### Work task
Your task is to find every line of the data that holds the string "contains" and copy it.

### Input material
▬▬▬

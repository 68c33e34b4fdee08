use crate::error::AllRecipientsFailed;
use crate::message::{BaseMessage, OutboundMessage};
use crate::tracking::{TrackingBodyBuilder, TrackingOptions};
use crate::transport::Transport;

/// Sends one personalized copy of a message to each of its recipients.
///
/// Recipients are attempted sequentially, in the order given by the
/// message's recipient list, with no reordering and no deduplication.  A
/// failure for one recipient never aborts the loop; it is logged, recorded,
/// and the loop moves on.
pub struct Dispatcher<'a, K: TrackingBodyBuilder, T: Transport> {
    bodies: &'a K,
    transport: &'a mut T,
}

impl<'a, K: TrackingBodyBuilder, T: Transport> Dispatcher<'a, K, T> {
    pub fn new(bodies: &'a K, transport: &'a mut T) -> Dispatcher<'a, K, T> {
        Dispatcher { bodies, transport }
    }

    /// Deliver `message` to every recipient, returning the email addresses
    /// of the recipients whose delivery failed, in attempt order.
    ///
    /// Errs only when the recipient list was non-empty and every attempt
    /// failed.  An empty recipient list is a no-op success, not a total
    /// failure.
    pub fn dispatch(
        &mut self,
        message: &BaseMessage,
        options: &TrackingOptions,
    ) -> Result<Vec<String>, AllRecipientsFailed> {
        let mut failed_recipients: Vec<String> = Vec::new();

        debug!(
            "dispatching message {} to {} recipients",
            message.message_id,
            message.to.len()
        );

        for recipient in &message.to {
            let body = self.bodies.build_body(recipient, message, options);
            let outbound = OutboundMessage::for_recipient(message, recipient, body);

            if let Err(e) = self.transport.send_to(&outbound, recipient) {
                warn!("delivery to {} failed: {}", recipient.email, e);
                failed_recipients.push(recipient.email.clone());
            }
        }

        if !message.to.is_empty() && failed_recipients.len() == message.to.len() {
            return Err(AllRecipientsFailed {
                count: failed_recipients.len(),
            });
        }

        Ok(failed_recipients)
    }
}
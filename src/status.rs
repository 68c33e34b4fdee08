/// The state of one send operation.
///
/// `InProgressNotRetryable` is the commitment point: it is set exactly once,
/// strictly before the first delivery attempt, and once set the operation
/// must never be handed back to an outer retry framework.  Re-running a send
/// whose copies may already have left the system would deliver duplicate
/// mail.
#[derive(Debug, Clone, Copy, PartialEq, Serialize, Deserialize)]
pub enum OperationStatus {
    /// Initial state, set by the caller before the orchestrator runs
    Pending,

    /// Dispatch has begun (or is about to); external retry is forbidden
    InProgressNotRetryable,
}

impl OperationStatus {
    pub fn is_retryable(&self) -> bool {
        match *self {
            OperationStatus::Pending => true,
            OperationStatus::InProgressNotRetryable => false,
        }
    }
}

/// Narrow interface through which the orchestrator records status
/// transitions.  Updates are infallible; persistence of the status (if any)
/// is the caller's concern and must not be able to fail between message
/// build and dispatch.
pub trait StatusStore {
    fn update(&mut self, status: OperationStatus);
}

/// The simplest store: hold the status as a plain value.
impl StatusStore for OperationStatus {
    fn update(&mut self, status: OperationStatus) {
        *self = status;
    }
}
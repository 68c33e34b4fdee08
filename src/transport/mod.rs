pub mod smtp;
pub use self::smtp::SmtpRelayTransport;

use failure::Fail;

use crate::message::{OutboundMessage, Recipient};

/// The delivery attempt for one recipient did not complete
#[derive(Debug, Fail, PartialEq)]
#[fail(display = "{}", reason)]
pub struct TransportError {
    pub reason: String,
}

impl TransportError {
    pub fn new<S: Into<String>>(reason: S) -> TransportError {
        TransportError {
            reason: reason.into(),
        }
    }
}

/// A trait for delivering one message copy to exactly one recipient.
///
/// Each call is a single blocking delivery attempt; retry policy belongs to
/// the caller of this crate, not to implementations.
pub trait Transport {
    fn send_to(
        &mut self,
        message: &OutboundMessage,
        recipient: &Recipient,
    ) -> Result<(), TransportError>;
}
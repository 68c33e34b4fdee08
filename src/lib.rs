//! Send one message as a distinct, individually-tracked copy per recipient.
//!
//! The dispatcher attempts every recipient even when some fail; only a
//! total failure is an error.  Once any copy has left the system the
//! operation is committed: the canonical record is sanitized, marked sent
//! and persisted, and a failure in that commit is logged and swallowed
//! rather than surfaced, so a caller never retries a send that already
//! delivered mail.

#[macro_use]
extern crate log;
#[macro_use]
extern crate serde_derive;

#[cfg(test)]
mod tests;

mod builder;
pub mod config;
mod dispatcher;
pub mod error;
mod message;
mod orchestrator;
mod status;
pub mod storage;
mod task;
mod tracking;
pub mod transport;

pub use crate::builder::{MessageBuilder, PayloadMessageBuilder};
pub use crate::config::Config;
pub use crate::dispatcher::Dispatcher;
pub use crate::error::Error;
pub use crate::message::{BaseMessage, MessagePayload, OutboundMessage, Recipient};
pub use crate::orchestrator::{DeliveryOrchestrator, SendReport};
pub use crate::status::{OperationStatus, StatusStore};
pub use crate::task::{SendPerRecipient, Task};
pub use crate::tracking::{TrackedBodyBuilder, TrackingBodyBuilder, TrackingOptions};
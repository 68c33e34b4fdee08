use crate::error::Error;

/// Authentication settings for the SMTP relay
#[derive(Clone, Debug, Serialize, Deserialize)]
pub struct SmtpAuth {
    pub mechanism: AuthMechanism,
    pub username: String,
    pub password: String,
}

/// SASL mechanism used when authenticating to the relay
#[derive(Clone, Copy, Debug, PartialEq, Serialize, Deserialize)]
pub enum AuthMechanism {
    Plain,
    Login,
}

/// Settings for the SMTP relay that deliveries go through
#[derive(Clone, Debug, Serialize, Deserialize)]
#[serde(default)]
pub struct RelayConfig {
    pub domain_name: String,
    pub port: u16,
    pub use_tls: bool,
    pub auth: Option<SmtpAuth>,
}

impl Default for RelayConfig {
    fn default() -> RelayConfig {
        RelayConfig {
            domain_name: "localhost".to_string(),
            port: 25,
            use_tls: true,
            auth: None,
        }
    }
}

/// Mailfan configuration settings
#[derive(Clone, Debug, Serialize, Deserialize)]
#[serde(default)]
pub struct Config {
    /// Name used on the right-hand side of generated message ids, and as
    /// the HELO name when talking to the relay
    pub helo_name: String,

    /// Base URL that open-tracking pixels and rewritten links point at
    pub tracking_host: String,

    pub smtp_timeout_secs: u64,

    /// Refuse to deliver if the relay does not offer STARTTLS
    pub require_tls: bool,

    pub relay: RelayConfig,
}

impl Default for Config {
    fn default() -> Config {
        Config {
            helo_name: "localhost".to_string(),
            tracking_host: "https://track.localhost".to_string(),
            smtp_timeout_secs: 60,
            require_tls: false,
            relay: Default::default(),
        }
    }
}

impl Config {
    pub fn from_toml(s: &str) -> Result<Config, Error> {
        let config: Config = toml::from_str(s)?;
        Ok(config)
    }

    pub fn is_valid(&self) -> bool {
        !self.helo_name.is_empty()
            && !self.relay.domain_name.is_empty()
            && !(self.require_tls && !self.relay.use_tls)
    }
}
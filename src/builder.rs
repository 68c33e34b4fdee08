use uuid::Uuid;

use crate::config::Config;
use crate::error::BuildError;
use crate::message::{BaseMessage, MessagePayload};

/// Builds the canonical message from a caller payload.  Failure here means
/// nothing was sent; the error propagates unmodified and the operation is
/// still safe to retry upstream.
pub trait MessageBuilder {
    fn build_for_send(&self, payload: &MessagePayload) -> Result<BaseMessage, BuildError>;
}

/// Default builder: validates addresses and header content, and stamps a
/// generated message id.
///
/// Every payload field that ends up in a message header is rejected if it
/// contains CR or LF; the wire form renders headers line by line, so a
/// line break in caller content would otherwise become an extra header.
pub struct PayloadMessageBuilder {
    helo_name: String,
}

fn valid_header_value(s: &str) -> bool {
    !s.contains('\r') && !s.contains('\n')
}

impl PayloadMessageBuilder {
    pub fn new(config: &Config) -> PayloadMessageBuilder {
        PayloadMessageBuilder {
            helo_name: config.helo_name.clone(),
        }
    }
}

impl MessageBuilder for PayloadMessageBuilder {
    fn build_for_send(&self, payload: &MessagePayload) -> Result<BaseMessage, BuildError> {
        if payload.from.trim().is_empty() {
            return Err(BuildError::MissingFrom);
        }
        if !valid_header_value(&payload.from) {
            return Err(BuildError::InvalidHeaderValue("from".to_owned()));
        }
        if !valid_header_value(&payload.subject) {
            return Err(BuildError::InvalidHeaderValue("subject".to_owned()));
        }
        for recipient in &payload.to {
            // Just a sanity check; lettre re-validates at the envelope
            if !recipient.email.contains('@') || !valid_header_value(&recipient.email) {
                return Err(BuildError::InvalidRecipient(recipient.email.clone()));
            }
            if let Some(ref name) = recipient.name {
                if !valid_header_value(name) {
                    return Err(BuildError::InvalidHeaderValue("to".to_owned()));
                }
            }
        }
        for reference in &payload.references {
            if !valid_header_value(reference) {
                return Err(BuildError::InvalidHeaderValue("references".to_owned()));
            }
        }
        if let Some(ref in_reply_to) = payload.in_reply_to {
            if !valid_header_value(in_reply_to) {
                return Err(BuildError::InvalidHeaderValue("in-reply-to".to_owned()));
            }
        }

        let message_id = format!(
            "{}@{}",
            Uuid::new_v4().hyphenated().to_string(),
            self.helo_name
        );

        Ok(BaseMessage {
            message_id,
            from: payload.from.clone(),
            subject: payload.subject.clone(),
            body: payload.body.clone(),
            to: payload.to.clone(),
            references: payload.references.clone(),
            in_reply_to: payload.in_reply_to.clone(),
            is_sent: false,
        })
    }
}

▬▬▬

### Exercise output
/// contains CR or LF; the wire form renders headers line by line, so a
    !s.contains('\r') && !s.contains('\n')
            if !recipient.email.contains('@') || !valid_header_value(&recipient.email) {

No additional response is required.